* [Record set]
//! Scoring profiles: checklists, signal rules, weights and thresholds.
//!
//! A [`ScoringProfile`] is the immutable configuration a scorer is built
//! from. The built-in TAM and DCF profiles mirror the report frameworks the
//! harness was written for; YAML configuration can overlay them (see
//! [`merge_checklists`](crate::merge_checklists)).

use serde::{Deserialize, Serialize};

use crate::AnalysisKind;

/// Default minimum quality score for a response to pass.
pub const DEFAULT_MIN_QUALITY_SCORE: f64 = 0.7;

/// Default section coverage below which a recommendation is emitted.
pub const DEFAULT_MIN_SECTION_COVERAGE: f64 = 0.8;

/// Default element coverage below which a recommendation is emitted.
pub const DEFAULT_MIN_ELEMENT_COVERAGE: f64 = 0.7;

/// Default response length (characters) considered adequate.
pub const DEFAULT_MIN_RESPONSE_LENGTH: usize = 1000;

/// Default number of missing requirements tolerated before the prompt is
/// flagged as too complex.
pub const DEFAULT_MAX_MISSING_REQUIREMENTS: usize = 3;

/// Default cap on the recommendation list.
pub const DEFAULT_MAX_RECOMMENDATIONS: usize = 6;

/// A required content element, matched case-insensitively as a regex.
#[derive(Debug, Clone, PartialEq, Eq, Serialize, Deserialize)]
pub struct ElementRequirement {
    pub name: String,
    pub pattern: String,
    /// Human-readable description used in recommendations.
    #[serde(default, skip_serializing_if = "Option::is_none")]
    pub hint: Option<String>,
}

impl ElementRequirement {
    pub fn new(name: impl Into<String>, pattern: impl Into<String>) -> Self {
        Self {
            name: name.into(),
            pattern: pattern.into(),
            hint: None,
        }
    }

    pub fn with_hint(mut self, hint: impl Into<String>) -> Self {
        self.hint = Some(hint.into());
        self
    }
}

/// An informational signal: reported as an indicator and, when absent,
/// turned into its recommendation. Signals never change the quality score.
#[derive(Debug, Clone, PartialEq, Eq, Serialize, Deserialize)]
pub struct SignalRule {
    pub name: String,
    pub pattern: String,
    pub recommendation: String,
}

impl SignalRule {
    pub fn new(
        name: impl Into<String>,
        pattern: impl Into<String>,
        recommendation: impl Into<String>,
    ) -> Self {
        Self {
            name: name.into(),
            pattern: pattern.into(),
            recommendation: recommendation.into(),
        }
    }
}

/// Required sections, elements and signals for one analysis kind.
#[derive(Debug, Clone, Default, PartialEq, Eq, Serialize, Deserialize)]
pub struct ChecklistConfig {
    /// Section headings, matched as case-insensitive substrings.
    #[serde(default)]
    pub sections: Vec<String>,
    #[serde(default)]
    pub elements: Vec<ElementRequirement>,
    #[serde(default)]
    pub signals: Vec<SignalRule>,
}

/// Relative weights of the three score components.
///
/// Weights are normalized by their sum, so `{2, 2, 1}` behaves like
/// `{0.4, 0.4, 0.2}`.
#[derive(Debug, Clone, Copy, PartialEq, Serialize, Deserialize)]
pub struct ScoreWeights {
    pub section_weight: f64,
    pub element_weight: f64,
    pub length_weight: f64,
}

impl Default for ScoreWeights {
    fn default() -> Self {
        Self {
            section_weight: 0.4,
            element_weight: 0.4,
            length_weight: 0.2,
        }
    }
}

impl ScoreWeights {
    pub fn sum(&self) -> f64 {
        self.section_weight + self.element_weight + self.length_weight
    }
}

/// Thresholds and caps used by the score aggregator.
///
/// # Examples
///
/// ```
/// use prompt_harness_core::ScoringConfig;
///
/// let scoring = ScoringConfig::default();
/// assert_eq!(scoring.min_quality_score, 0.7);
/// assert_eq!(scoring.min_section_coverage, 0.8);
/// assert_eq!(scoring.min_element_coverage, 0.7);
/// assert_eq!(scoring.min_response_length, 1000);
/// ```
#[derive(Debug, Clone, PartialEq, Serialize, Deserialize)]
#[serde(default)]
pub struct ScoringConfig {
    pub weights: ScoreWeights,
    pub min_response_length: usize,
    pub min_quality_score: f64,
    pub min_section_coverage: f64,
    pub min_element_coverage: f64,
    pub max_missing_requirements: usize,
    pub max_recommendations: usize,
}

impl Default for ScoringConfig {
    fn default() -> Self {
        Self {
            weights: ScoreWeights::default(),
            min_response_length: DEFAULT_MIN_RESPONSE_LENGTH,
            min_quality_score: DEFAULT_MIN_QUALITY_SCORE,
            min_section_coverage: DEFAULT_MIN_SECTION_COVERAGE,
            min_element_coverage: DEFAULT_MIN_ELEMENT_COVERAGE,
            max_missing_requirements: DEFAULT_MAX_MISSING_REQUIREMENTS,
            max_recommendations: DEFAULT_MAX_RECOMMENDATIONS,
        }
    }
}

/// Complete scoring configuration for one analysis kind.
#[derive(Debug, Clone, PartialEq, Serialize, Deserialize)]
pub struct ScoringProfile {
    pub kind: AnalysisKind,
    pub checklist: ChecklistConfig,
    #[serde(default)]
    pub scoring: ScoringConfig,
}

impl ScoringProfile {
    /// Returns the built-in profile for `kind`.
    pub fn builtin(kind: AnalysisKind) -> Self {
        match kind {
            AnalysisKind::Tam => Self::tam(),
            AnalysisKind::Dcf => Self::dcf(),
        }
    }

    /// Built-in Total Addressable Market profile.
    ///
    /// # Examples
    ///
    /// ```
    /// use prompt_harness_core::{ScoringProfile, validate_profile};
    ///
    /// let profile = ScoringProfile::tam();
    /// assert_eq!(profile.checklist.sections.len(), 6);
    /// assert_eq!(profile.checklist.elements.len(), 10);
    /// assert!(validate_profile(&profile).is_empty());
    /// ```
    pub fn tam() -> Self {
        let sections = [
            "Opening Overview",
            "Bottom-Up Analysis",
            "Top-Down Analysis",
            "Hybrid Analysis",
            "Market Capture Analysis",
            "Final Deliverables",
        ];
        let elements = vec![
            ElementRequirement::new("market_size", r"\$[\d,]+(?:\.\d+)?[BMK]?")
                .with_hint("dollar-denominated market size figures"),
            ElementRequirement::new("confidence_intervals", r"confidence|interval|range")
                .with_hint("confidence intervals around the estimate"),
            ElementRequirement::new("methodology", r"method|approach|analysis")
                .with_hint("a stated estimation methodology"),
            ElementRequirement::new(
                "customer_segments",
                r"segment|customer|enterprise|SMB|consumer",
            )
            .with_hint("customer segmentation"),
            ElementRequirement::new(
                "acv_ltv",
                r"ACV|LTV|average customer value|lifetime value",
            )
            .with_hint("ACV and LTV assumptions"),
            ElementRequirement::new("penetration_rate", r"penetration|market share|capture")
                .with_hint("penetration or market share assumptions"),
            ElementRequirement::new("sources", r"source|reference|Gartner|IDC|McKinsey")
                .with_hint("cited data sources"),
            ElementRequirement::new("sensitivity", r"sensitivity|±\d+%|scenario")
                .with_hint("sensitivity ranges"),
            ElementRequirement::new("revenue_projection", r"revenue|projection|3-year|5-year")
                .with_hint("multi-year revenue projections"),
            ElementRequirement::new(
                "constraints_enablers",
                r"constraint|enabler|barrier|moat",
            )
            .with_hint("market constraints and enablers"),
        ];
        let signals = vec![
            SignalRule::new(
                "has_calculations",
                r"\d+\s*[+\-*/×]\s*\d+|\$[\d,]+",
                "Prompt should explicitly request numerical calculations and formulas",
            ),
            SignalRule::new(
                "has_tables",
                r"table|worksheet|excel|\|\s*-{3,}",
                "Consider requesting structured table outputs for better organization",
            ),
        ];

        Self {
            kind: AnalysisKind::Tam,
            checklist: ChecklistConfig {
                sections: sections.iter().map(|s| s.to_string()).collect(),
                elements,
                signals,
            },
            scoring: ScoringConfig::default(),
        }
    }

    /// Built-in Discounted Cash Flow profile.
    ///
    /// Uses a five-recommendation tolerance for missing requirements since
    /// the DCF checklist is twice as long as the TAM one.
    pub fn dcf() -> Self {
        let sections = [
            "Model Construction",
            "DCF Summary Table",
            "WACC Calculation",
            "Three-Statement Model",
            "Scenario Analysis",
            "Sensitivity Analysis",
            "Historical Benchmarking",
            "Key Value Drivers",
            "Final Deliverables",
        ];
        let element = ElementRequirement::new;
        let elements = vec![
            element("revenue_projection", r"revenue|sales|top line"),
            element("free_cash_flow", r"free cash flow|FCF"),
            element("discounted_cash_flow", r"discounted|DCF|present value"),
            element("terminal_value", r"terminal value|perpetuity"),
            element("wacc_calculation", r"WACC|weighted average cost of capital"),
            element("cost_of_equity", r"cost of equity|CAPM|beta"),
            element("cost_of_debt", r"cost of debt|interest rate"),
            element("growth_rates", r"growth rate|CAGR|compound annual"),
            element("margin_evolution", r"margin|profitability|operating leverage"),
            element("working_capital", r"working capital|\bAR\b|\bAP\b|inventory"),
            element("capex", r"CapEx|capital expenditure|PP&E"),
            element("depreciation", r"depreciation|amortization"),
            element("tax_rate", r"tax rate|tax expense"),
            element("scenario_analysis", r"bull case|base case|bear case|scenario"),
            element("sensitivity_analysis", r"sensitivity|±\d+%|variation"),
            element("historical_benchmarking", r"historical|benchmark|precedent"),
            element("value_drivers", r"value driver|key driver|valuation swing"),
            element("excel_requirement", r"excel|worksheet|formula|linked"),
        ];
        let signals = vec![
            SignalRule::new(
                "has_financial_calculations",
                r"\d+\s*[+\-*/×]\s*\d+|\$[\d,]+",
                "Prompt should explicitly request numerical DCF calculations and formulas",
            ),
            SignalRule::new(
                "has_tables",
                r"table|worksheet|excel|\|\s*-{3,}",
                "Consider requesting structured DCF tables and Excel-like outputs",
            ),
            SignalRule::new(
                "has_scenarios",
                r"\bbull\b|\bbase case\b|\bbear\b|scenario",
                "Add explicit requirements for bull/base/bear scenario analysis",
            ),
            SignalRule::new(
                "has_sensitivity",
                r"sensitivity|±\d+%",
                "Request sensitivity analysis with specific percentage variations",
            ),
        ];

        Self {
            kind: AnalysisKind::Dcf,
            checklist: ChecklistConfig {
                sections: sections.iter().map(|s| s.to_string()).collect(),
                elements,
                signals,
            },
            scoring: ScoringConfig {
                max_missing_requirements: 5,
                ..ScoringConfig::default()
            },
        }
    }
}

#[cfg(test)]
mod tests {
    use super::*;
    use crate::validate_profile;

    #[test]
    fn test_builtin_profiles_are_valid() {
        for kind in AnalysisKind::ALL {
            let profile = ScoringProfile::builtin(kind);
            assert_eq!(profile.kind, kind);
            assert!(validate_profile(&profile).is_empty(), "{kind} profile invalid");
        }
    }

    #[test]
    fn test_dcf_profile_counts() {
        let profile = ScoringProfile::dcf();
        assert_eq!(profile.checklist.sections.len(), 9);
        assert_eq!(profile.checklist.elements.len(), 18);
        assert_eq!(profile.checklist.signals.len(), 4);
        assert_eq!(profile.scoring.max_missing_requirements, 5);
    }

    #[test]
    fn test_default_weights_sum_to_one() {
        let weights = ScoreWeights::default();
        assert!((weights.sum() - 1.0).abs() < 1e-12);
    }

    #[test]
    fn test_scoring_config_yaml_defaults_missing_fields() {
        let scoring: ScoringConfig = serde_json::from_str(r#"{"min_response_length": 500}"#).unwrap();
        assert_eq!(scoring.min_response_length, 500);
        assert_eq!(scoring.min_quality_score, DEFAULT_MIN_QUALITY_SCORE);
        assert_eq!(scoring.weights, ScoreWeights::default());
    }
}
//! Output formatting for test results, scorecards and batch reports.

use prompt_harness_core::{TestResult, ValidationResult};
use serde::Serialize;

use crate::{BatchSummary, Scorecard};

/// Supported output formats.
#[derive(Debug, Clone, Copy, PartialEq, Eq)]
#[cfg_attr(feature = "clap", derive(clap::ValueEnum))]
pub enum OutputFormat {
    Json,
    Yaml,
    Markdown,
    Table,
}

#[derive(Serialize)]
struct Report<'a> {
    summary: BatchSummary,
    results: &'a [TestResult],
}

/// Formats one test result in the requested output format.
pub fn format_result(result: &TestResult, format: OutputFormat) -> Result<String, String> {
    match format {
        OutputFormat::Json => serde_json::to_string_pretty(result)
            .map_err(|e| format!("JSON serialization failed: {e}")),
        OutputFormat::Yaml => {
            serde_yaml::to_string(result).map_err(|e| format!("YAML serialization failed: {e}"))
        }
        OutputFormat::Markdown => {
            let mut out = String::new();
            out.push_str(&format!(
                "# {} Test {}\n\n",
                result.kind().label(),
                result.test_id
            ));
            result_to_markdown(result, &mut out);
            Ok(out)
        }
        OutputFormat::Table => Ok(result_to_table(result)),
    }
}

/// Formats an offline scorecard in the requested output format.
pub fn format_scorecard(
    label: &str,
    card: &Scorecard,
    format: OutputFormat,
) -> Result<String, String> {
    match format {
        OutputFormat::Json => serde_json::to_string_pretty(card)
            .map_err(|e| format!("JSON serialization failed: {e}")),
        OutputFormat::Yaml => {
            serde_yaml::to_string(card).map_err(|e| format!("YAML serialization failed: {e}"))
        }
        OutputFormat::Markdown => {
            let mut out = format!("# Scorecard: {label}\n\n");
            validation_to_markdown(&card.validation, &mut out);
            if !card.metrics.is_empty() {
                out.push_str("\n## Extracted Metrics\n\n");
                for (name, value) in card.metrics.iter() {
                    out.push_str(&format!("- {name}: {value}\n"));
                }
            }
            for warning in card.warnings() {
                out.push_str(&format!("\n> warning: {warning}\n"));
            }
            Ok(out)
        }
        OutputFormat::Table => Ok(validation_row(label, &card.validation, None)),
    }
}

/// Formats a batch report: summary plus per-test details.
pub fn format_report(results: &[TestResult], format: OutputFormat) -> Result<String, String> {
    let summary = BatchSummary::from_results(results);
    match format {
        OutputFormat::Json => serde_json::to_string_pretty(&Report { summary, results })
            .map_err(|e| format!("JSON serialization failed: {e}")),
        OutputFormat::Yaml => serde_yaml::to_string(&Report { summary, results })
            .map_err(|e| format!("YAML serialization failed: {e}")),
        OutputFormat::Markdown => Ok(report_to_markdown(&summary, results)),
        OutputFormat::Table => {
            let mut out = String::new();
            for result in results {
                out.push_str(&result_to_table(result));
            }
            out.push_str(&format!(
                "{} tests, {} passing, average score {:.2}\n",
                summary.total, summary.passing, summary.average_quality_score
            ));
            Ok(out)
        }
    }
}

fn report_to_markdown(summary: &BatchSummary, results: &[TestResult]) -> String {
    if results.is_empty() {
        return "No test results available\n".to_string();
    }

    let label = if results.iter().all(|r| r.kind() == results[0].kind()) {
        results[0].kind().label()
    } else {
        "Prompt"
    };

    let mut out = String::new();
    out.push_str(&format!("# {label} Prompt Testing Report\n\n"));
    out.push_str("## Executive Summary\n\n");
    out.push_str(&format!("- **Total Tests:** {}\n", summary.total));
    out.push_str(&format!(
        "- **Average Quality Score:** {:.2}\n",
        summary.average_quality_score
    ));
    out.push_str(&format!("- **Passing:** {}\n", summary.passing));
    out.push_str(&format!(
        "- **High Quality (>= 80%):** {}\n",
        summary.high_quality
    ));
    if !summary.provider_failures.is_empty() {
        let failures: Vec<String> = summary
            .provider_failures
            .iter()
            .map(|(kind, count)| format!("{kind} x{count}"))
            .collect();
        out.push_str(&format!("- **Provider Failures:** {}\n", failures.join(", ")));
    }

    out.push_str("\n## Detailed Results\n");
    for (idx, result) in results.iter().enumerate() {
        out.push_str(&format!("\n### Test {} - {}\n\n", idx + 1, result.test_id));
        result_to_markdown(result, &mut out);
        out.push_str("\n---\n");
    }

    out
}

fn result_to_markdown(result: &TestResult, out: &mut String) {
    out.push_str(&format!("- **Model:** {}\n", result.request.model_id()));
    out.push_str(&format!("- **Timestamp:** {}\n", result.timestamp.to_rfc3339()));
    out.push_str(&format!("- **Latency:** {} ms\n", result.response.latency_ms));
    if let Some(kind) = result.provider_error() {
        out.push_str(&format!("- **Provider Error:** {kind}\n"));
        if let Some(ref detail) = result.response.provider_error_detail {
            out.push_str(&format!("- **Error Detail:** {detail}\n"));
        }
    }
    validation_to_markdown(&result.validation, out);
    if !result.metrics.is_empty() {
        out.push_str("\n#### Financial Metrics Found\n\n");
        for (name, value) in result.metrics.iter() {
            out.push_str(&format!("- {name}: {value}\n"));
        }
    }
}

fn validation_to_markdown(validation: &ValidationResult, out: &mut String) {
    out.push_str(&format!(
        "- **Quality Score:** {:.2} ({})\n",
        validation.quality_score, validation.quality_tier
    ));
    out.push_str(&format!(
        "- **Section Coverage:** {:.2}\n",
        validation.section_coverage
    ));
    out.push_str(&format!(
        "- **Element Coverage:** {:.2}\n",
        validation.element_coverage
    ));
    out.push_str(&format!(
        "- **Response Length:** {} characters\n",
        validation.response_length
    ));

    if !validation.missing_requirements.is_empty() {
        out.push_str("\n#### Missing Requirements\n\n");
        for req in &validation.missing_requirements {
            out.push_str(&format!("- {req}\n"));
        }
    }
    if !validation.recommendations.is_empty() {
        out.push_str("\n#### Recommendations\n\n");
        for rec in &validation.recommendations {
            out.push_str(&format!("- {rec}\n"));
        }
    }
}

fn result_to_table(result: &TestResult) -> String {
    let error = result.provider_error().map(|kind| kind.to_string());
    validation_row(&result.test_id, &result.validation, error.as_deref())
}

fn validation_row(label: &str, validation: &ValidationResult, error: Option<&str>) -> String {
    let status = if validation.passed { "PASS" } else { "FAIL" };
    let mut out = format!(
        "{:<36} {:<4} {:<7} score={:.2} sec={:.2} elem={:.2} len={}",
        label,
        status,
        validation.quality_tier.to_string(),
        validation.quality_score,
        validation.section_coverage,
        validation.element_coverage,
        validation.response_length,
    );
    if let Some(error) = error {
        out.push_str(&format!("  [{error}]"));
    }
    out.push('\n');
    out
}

* [Task requirements]
In the material above, each line with the word "requested" should be copied.

* [Task response]
/// Formats one test result in the requested output format.
/// Formats an offline scorecard in the requested output format.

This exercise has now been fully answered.